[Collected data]

# # #

//! Output format module implementation

mod csv;
mod json;
pub mod listing;
mod text;

pub use self::listing::{Entry, Gap, GapKind, Listing};

use std::fmt;
use std::str::FromStr;

use clap::ValueEnum;

use crate::DisassemblyError;

/// Supported output formats for disassembly results
#[derive(Debug, Clone, Copy, Default, PartialEq, Eq, ValueEnum)]
pub enum OutputFormat {
    /// Annotated assembly listing (default)
    #[default]
    Text,
    /// JSON document with instructions, gaps and reference tables
    Json,
    /// CSV format, one row per instruction
    Csv,
}

impl fmt::Display for OutputFormat {
    fn fmt(&self, f: &mut fmt::Formatter<'_>) -> fmt::Result {
        match self {
            OutputFormat::Text => write!(f, "text"),
            OutputFormat::Json => write!(f, "json"),
            OutputFormat::Csv => write!(f, "csv"),
        }
    }
}

impl FromStr for OutputFormat {
    type Err = String;

    fn from_str(s: &str) -> Result<Self, Self::Err> {
        match s.to_lowercase().as_str() {
            "text" | "txt" => Ok(OutputFormat::Text),
            "json" => Ok(OutputFormat::Json),
            "csv" => Ok(OutputFormat::Csv),
            _ => Err(format!("Unknown output format: {}", s)),
        }
    }
}

impl OutputFormat {
    /// Get all available output formats
    pub fn available_formats() -> &'static [Self] {
        &[OutputFormat::Text, OutputFormat::Json, OutputFormat::Csv]
    }

    /// Get a formatter for this output format
    pub fn get_formatter(&self) -> Box<dyn DisassemblyFormatter> {
        match self {
            OutputFormat::Text => Box::new(TextFormatter),
            OutputFormat::Json => Box::new(JsonFormatter),
            OutputFormat::Csv => Box::new(CsvFormatter),
        }
    }
}

/// Formatter trait for disassembly output
pub trait DisassemblyFormatter {
    /// Render a prepared listing. Only serialization failures are errors.
    fn format(&self, listing: &Listing<'_>) -> Result<String, DisassemblyError>;
}

/// Annotated listing with banners, gap dumps and reference sections
pub struct TextFormatter;

/// Format disassembly in JSON
pub struct JsonFormatter;

/// Format disassembly in CSV
pub struct CsvFormatter;

/// Space-separated upper-case hex bytes.
pub(crate) fn hex_bytes(bytes: &[u8]) -> String {
    bytes
        .iter()
        .map(|b| format!("{:02X}", b))
        .collect::<Vec<_>>()
        .join(" ")
}
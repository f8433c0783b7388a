//! Crawl configuration

use std::fs;
use std::path::Path;

use serde::{Deserialize, Serialize};

use crate::{Address, DisassemblyError};

/// Tunables for one disassembly run. Missing JSON fields take the 8XC196EA defaults.
#[derive(Debug, Clone, PartialEq, Eq, Serialize, Deserialize)]
#[serde(default)]
pub struct CrawlConfig {
    /// First decodable address
    pub decode_start: Address,
    /// End of the decode range (exclusive)
    pub decode_end: Address,
    /// Address fetched after reset
    pub reset_address: Address,
    /// Added to every vector word to form the routine address
    pub vector_base: Address,
    /// Seed the address after each RET/RST/indirect jump once all other seeds are exhausted
    pub fallback_seeding: bool,
    /// Maximum bytes hex-dumped per uncrawled gap in the text report
    pub gap_dump_limit: usize,
}

impl Default for CrawlConfig {
    fn default() -> Self {
        Self {
            decode_start: 0x100000,
            decode_end: 0x180000,
            reset_address: 0x172080,
            vector_base: 0x170000,
            fallback_seeding: false,
            gap_dump_limit: 64,
        }
    }
}

impl CrawlConfig {
    pub fn from_json_str(json: &str) -> Result<Self, DisassemblyError> {
        let config: CrawlConfig = serde_json::from_str(json)?;
        config.validate()?;
        Ok(config)
    }

    pub fn from_file(path: impl AsRef<Path>) -> Result<Self, DisassemblyError> {
        let text = fs::read_to_string(path)?;
        Self::from_json_str(&text)
    }

    /// Checks internal consistency; image size is checked by the session.
    pub fn validate(&self) -> Result<(), DisassemblyError> {
        if self.decode_start >= self.decode_end {
            return Err(DisassemblyError::Configuration(format!(
                "empty decode range 0x{:06X}-0x{:06X}",
                self.decode_start, self.decode_end
            )));
        }
        if self.decode_end > 0x100_0000 {
            return Err(DisassemblyError::Configuration(format!(
                "decode end 0x{:X} exceeds the 24-bit address space",
                self.decode_end
            )));
        }
        Ok(())
    }

    pub fn in_decode_range(&self, address: Address) -> bool {
        self.decode_start <= address && address < self.decode_end
    }

    pub fn decode_len(&self) -> usize {
        (self.decode_end - self.decode_start) as usize
    }
}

# # #

Restate the records above verbatim up to and including the line containing "pub trait DisassemblyFormatter".

▶ [Expected output]:
//! Output format module implementation

mod csv;
mod json;
pub mod listing;
mod text;

pub use self::listing::{Entry, Gap, GapKind, Listing};

use std::fmt;
use std::str::FromStr;

use clap::ValueEnum;

use crate::DisassemblyError;

/// Supported output formats for disassembly results
#[derive(Debug, Clone, Copy, Default, PartialEq, Eq, ValueEnum)]
pub enum OutputFormat {
    /// Annotated assembly listing (default)
    #[default]
    Text,
    /// JSON document with instructions, gaps and reference tables
    Json,
    /// CSV format, one row per instruction
    Csv,
}

impl fmt::Display for OutputFormat {
    fn fmt(&self, f: &mut fmt::Formatter<'_>) -> fmt::Result {
        match self {
            OutputFormat::Text => write!(f, "text"),
            OutputFormat::Json => write!(f, "json"),
            OutputFormat::Csv => write!(f, "csv"),
        }
    }
}

impl FromStr for OutputFormat {
    type Err = String;

    fn from_str(s: &str) -> Result<Self, Self::Err> {
        match s.to_lowercase().as_str() {
            "text" | "txt" => Ok(OutputFormat::Text),
            "json" => Ok(OutputFormat::Json),
            "csv" => Ok(OutputFormat::Csv),
            _ => Err(format!("Unknown output format: {}", s)),
        }
    }
}

impl OutputFormat {
    /// Get all available output formats
    pub fn available_formats() -> &'static [Self] {
        &[OutputFormat::Text, OutputFormat::Json, OutputFormat::Csv]
    }

    /// Get a formatter for this output format
    pub fn get_formatter(&self) -> Box<dyn DisassemblyFormatter> {
        match self {
            OutputFormat::Text => Box::new(TextFormatter),
            OutputFormat::Json => Box::new(JsonFormatter),
            OutputFormat::Csv => Box::new(CsvFormatter),
        }
    }
}

/// Formatter trait for disassembly output
pub trait DisassemblyFormatter {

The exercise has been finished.